Top of Material provided
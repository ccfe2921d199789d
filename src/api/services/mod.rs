pub mod discounts;
pub mod health;
pub mod retailers;

/// max_distance 缺省时的全量搜索半径（半个地球周长，km）
pub const MAX_SEARCH_RADIUS_KM: f64 = 20_037.5;

pub use discounts::{DiscountService, discount_routes};
pub use health::{AppStartTime, HealthService, health_routes};
pub use retailers::{RetailerService, retailer_routes};
//! Marionette Animation
//!
//! Skeletal animation playback and blending:
//!
//! - [`tracks`] / [`clip`] / [`library`]: keyframe data, immutable at runtime
//! - [`skeleton`] / [`pose`]: the rig and per-bone local transform buffers
//! - [`playback`] / [`player`]: time cursors and the weighted clip blender
//! - [`tree`]: the fixed-capacity animation tree (leaf, state machine,
//!   switch, blend2, add2 and exit nodes)
//! - [`root_motion`]: root bone movement measured by the tree

mod values;
pub mod tracks;
pub mod clip;
pub mod library;
pub mod skeleton;
pub mod pose;
pub mod playback;
pub mod player;
pub mod settings;
pub mod root_motion;
pub mod tree;

pub use clip::{AnimationClip, BoneChannel};
pub use library::{ClipId, ClipLibrary};
pub use playback::{PlaybackEvent, PlaybackState, sanitize_dt};
pub use player::{AnimationPlayer, StateHandle};
pub use pose::Pose;
pub use root_motion::{RootDelta, RootMotion};
pub use settings::{PlayerSettings, TreeSettings};
pub use skeleton::{Bone, BoneMask, Skeleton};
pub use tracks::{InterpolationMode, KeyframeTrack};
pub use values::Interpolatable;
pub use tree::{
    Add2Params, AnimationTree, Blend2Params, EdgeHandle, EdgeParams, EdgeStatus, LeafCallback,
    LeafParams, NodeHandle, NodeType, PlayerId, StateIndex, StateMachineParams, SwitchParams,
    TransitionMode, TransitionOutcome, TreeCallback,
};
Bottom of Material provided
- Exercise:
Can you write out the lines above, from the first one through the one containing "pub mod settings;", exactly as they appear and nothing more?

- Result of this task:
repository ccfe2921d199789d
filename src/api/services/mod.rs
pub mod discounts;
pub mod health;
pub mod retailers;

/// max_distance 缺省时的全量搜索半径（半个地球周长，km）
pub const MAX_SEARCH_RADIUS_KM: f64 = 20_037.5;

pub use discounts::{DiscountService, discount_routes};
pub use health::{AppStartTime, HealthService, health_routes};
pub use retailers::{RetailerService, retailer_routes};
//! Marionette Animation
//!
//! Skeletal animation playback and blending:
//!
//! - [`tracks`] / [`clip`] / [`library`]: keyframe data, immutable at runtime
//! - [`skeleton`] / [`pose`]: the rig and per-bone local transform buffers
//! - [`playback`] / [`player`]: time cursors and the weighted clip blender
//! - [`tree`]: the fixed-capacity animation tree (leaf, state machine,
//!   switch, blend2, add2 and exit nodes)
//! - [`root_motion`]: root bone movement measured by the tree

mod values;
pub mod tracks;
pub mod clip;
pub mod library;
pub mod skeleton;
pub mod pose;
pub mod playback;
pub mod player;
pub mod settings;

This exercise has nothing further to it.